Soldaditos teatrales
Marzo se ha convertido en un mes que nos invita a reflexionar sobre el papel que jugamos en las violencias que día a día viven miles de mujeres en nuestro país; para el ámbito teatral es un mes también significativo, pues el Día Mundial del Teatro se celebra el 27 de marzo. Perdón, pero mis ánimos éste año quizás no sean los más festivos.
Hace mucho tiempo tuve un pensamiento extraño mientras veía un documental que mostraba el entrenamiento que llevan los marines de Estados Unidos. Este programa militar es considerado uno de los más difíciles en el mundo, física y mentalmente. ¿Pero qué tiene que ver eso con el teatro? Solamente esto: En ese momento tuve la certeza de que yo sería capaz de pasar por un entrenamiento similar, tal vez, porque ya había experimentado ese tipo de trato… en la facultad de Teatro.
No espero que concuerden conmigo en que los puntos positivos de un entrenamiento de ese tipo para un artista no llegan a compensar los negativos. De hecho, estoy lista para ser arrojada sin más a la categoría de “generación de cristal” como ya ha pasado antes, sin embargo, me parece que la pedagogía teatral y sus métodos –los buenos y los malos– son cada vez un tema más urgente, especialmente conforme el paradigma del teatro que hacemos cambia, aunque no el entrenamiento que todos los teatristas, pero especialmente los actores, reciben. Hablo de formación y pedagogía actoral en el más amplio sentido, pues, aunque es sabido que en Saltillo no tenemos escuelas que ofrezcan la carrera a nivel profesional, considero los procesos de investigación, laboratorios, talleres y montajes de puestas en escena igualmente formativos y en muchos casos igualmente viciados por los mismos enfoques y actitudes que predominan en las universidades.

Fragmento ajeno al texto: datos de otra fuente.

//! Resolution of a calendar day into its absolute work interval.

use chrono::{DateTime, Datelike, NaiveDate, NaiveTime, TimeZone, Utc, Weekday};
use serde::{Deserialize, Serialize};

/// Working hours and the weekdays on which planning may place items.
#[derive(Debug, Clone, PartialEq, Eq, Serialize, Deserialize)]
pub struct WorkHoursConfig {
    pub start: NaiveTime,
    pub end: NaiveTime,
    pub days: Vec<Weekday>,
}

impl WorkHoursConfig {
    pub fn new(start: NaiveTime, end: NaiveTime, days: impl IntoIterator<Item = Weekday>) -> Self {
        Self {
            start,
            end,
            days: days.into_iter().collect(),
        }
    }

    /// Monday through Friday.
    pub fn weekdays(start: NaiveTime, end: NaiveTime) -> Self {
        Self::new(
            start,
            end,
            [
                Weekday::Mon,
                Weekday::Tue,
                Weekday::Wed,
                Weekday::Thu,
                Weekday::Fri,
            ],
        )
    }

    pub fn allows(&self, weekday: Weekday) -> bool {
        self.days.contains(&weekday)
    }
}

/// Absolute interval during which planning may place items on one day.
#[derive(Debug, Clone, Copy, PartialEq, Eq, Serialize, Deserialize)]
pub struct WorkInterval {
    pub start: DateTime<Utc>,
    pub end: DateTime<Utc>,
}

impl WorkInterval {
    pub fn duration_minutes(&self) -> i64 {
        (self.end - self.start).num_minutes()
    }

    pub fn contains(&self, start: DateTime<Utc>, end: DateTime<Utc>) -> bool {
        self.start <= start && end <= self.end
    }
}

/// Resolve `day` against `config`, composing the hours in UTC.
pub fn resolve(day: NaiveDate, config: &WorkHoursConfig) -> Option<WorkInterval> {
    resolve_in(day, config, &Utc)
}

/// Resolve `day` against `config`, interpreting the hours as wall-clock time in `tz`.
///
/// Returns `None` when the weekday is not a scheduling day, when the composed end
/// is not strictly after the start, or when a wall-clock time does not exist in `tz`
/// (DST gap). Ambiguous wall-clock times take the earliest instant.
pub fn resolve_in<Tz: TimeZone>(
    day: NaiveDate,
    config: &WorkHoursConfig,
    tz: &Tz,
) -> Option<WorkInterval> {
    if !config.allows(day.weekday()) {
        return None;
    }

    let (Some(start), Some(end)) = (
        local_instant(day, config.start, tz),
        local_instant(day, config.end, tz),
    ) else {
        tracing::warn!(%day, start = %config.start, end = %config.end, "work hours fall in a DST gap");
        return None;
    };

    if end <= start {
        tracing::warn!(%day, start = %config.start, end = %config.end, "work hours end before they start");
        return None;
    }

    Some(WorkInterval { start, end })
}

fn local_instant<Tz: TimeZone>(day: NaiveDate, time: NaiveTime, tz: &Tz) -> Option<DateTime<Utc>> {
    tz.from_local_datetime(&day.and_time(time))
        .earliest()
        .map(|dt| dt.with_timezone(&Utc))
}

Junio de 2022. Tras tres años de trabajo conjunto entre alumnos, directivos y profesores, el Centro Universitario de Teatro de la UNAM, mejor conocido como CUT, publica un código de conducta que “promueve los valores de respeto, igualdad y tolerancia debidos a toda persona”. Una parte de mí lo aplaude, otra se lamenta al pensar que esto fue siquiera necesario. No se equivoquen, las violencias en el ámbito no son nuevas, solamente no nos habíamos dado cuenta de que lo eran.

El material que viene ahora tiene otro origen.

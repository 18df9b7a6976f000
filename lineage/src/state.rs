//! Per-pid bookkeeping of what a live process shares with others.
//!
//! A pid's state is created on first reference, so observing a process mid-lifetime is
//! never an error. File-descriptor tables and working directories are reference
//! counted: linking two processes makes them share one table, copying gives the child
//! its own.


use log::debug;

use std::cell::RefCell;
use std::collections::HashMap;
use std::rc::Rc;

#[derive(Debug, Clone, PartialEq, Eq)]
pub struct FileDescriptor {
    artifact: String,
    opened_for_read: Option<bool>,
}

impl FileDescriptor {
    /// # Panics
    ///
    /// An empty artifact identifier is a caller bug and panics.
    pub fn new<S: Into<String>>(artifact: S, opened_for_read: Option<bool>) -> Self {
        let artifact = artifact.into();
        assert!(
            !artifact.is_empty(),
            "file descriptor without an artifact identifier"
        );
        Self {
            artifact,
            opened_for_read,
        }
    }

    pub fn artifact(&self) -> &str {
        &self.artifact
    }

    pub fn opened_for_read(&self) -> Option<bool> {
        self.opened_for_read
    }
}

type FdTable = Rc<RefCell<HashMap<String, FileDescriptor>>>;
type Cwd = Rc<RefCell<Option<String>>>;

#[derive(Debug)]
struct ProcessState {
    memory_group: String,
    fd_group: String,
    fds: FdTable,
    cwd: Cwd,
}

impl ProcessState {
    fn new(pid: &str) -> Self {
        Self {
            memory_group: pid.to_string(),
            fd_group: pid.to_string(),
            fds: FdTable::default(),
            cwd: Cwd::default(),
        }
    }

    fn copied_fds(&self) -> FdTable {
        Rc::new(RefCell::new(self.fds.borrow().clone()))
    }

    fn copied_cwd(&self) -> Cwd {
        Rc::new(RefCell::new(self.cwd.borrow().clone()))
    }
}

#[derive(Debug, Default)]
pub struct ProcessStateStore {
    states: HashMap<String, ProcessState>,
}

impl ProcessStateStore {
    pub fn new() -> Self {
        Self::default()
    }

    fn state(&mut self, pid: &str) -> &mut ProcessState {
        self.states
            .entry(pid.to_string())
            .or_insert_with(|| ProcessState::new(pid))
    }

    fn spawn(&mut self, parent: &str, child: &str, link_fds: bool, share_fs: bool) {
        let parent_state = self.state(parent);
        let fds = if link_fds {
            Rc::clone(&parent_state.fds)
        } else {
            parent_state.copied_fds()
        };
        let cwd = if share_fs {
            Rc::clone(&parent_state.cwd)
        } else {
            parent_state.copied_cwd()
        };
        let fd_group = if link_fds {
            parent_state.fd_group.clone()
        } else {
            child.to_string()
        };

        self.states.insert(
            child.to_string(),
            ProcessState {
                memory_group: child.to_string(),
                fd_group,
                fds,
                cwd,
            },
        );
    }

    pub fn on_fork(&mut self, parent: &str, child: &str) {
        self.spawn(parent, child, false, false);
    }

    pub fn on_vfork(&mut self, parent: &str, child: &str) {
        self.spawn(parent, child, false, false);
        let memory_group = self.state(parent).memory_group.clone();
        self.state(child).memory_group = memory_group;
    }

    pub fn on_clone(
        &mut self,
        parent: &str,
        child: &str,
        link_fds: bool,
        share_memory: bool,
        share_fs: bool,
    ) {
        self.spawn(parent, child, link_fds, share_fs);
        if share_memory {
            let memory_group = self.state(parent).memory_group.clone();
            self.state(child).memory_group = memory_group;
        }
    }

    pub fn on_exec(&mut self, pid: &str) {
        let state = self.state(pid);
        state.memory_group = pid.to_string();
        state.fd_group = pid.to_string();
        state.fds = state.copied_fds();
        state.cwd = state.copied_cwd();
    }

    pub fn on_exit(&mut self, pid: &str) {
        if self.states.remove(pid).is_none() {
            debug!("No state to discard for exiting pid {}", pid);
        }
    }

    pub fn clear(&mut self) {
        self.states.clear();
    }

    pub fn set_fd(&mut self, pid: &str, fd: &str, descriptor: FileDescriptor) {
        self.state(pid)
            .fds
            .borrow_mut()
            .insert(fd.to_string(), descriptor);
    }

    pub fn fd(&mut self, pid: &str, fd: &str) -> Option<FileDescriptor> {
        self.state(pid).fds.borrow().get(fd).cloned()
    }

    pub fn remove_fd(&mut self, pid: &str, fd: &str) -> Option<FileDescriptor> {
        self.state(pid).fds.borrow_mut().remove(fd)
    }

    pub fn memory_group(&mut self, pid: &str) -> String {
        self.state(pid).memory_group.clone()
    }

    pub fn fd_group(&mut self, pid: &str) -> String {
        self.state(pid).fd_group.clone()
    }

    pub fn set_cwd(&mut self, pid: &str, cwd: Option<String>) {
        *self.state(pid).cwd.borrow_mut() = cwd;
    }

    pub fn cwd(&mut self, pid: &str) -> Option<String> {
        self.state(pid).cwd.borrow().clone()
    }

    pub fn contains(&self, pid: &str) -> bool {
        self.states.contains_key(pid)
    }
}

El poder que tiene el profesorado en un proceso de formación que implica exponerse a altos grados de vulnerabilidad física y emocional, quizás no había sido lo suficientemente pensado hasta entonces. Ni hablar de la autonegligencia a la que una persona está dispuesta a someterse en nombre del sueño de ser actor. Se nos ha dicho que el llegar a serlo es un proceso difícil –y lo es– pero nunca se nos explicó que no tiene por qué ser traumático. Algunos pasarán el proceso sin daños “considerables”; esos son los elegidos, los más fuertes, los que sí tienen futuro. Los que tuvimos suerte y casi nula noción del autocuidado acabamos en ese equipo; los que tuvimos aún más suerte, llegamos a conocer maestros – dentro y fuera de la educación formal– que nos enseñaron que las cosas podían ser diferentes.
Me ha tomado años darme cuenta de todos los tratos abusivos que permití, ejercí, fomenté y solapé en nombre del teatro. Ahora cuando lo pienso, entiendo que la chica “débil”, esa que se negó alguna vez a hacer una escena en la que no se sentía cómoda y a la que casi corren del montaje final por no dar el ancho estaba probablemente más cuerda que muchos de nosotros.
El código de ética antes mencionado toma como meta “contribuir a que el proceso de formación actoral contemple siempre la posibilidad de que cada persona tenga la oportunidad de decidir, de manera libre y autónoma, qué tanto y a qué ritmo está dispuesta a compartir aspectos de su vida privada y de su mundo íntimo y emocional, y procurar que cuando esto ocurra pueda realizarse en un espacio de confianza tal que ofrezca a las personas la suficiente sensibilidad, respeto, empatía y conciencia”. Y de verdad espero que así sea, aunque tales afirmaciones puedan escandalizar a muchos.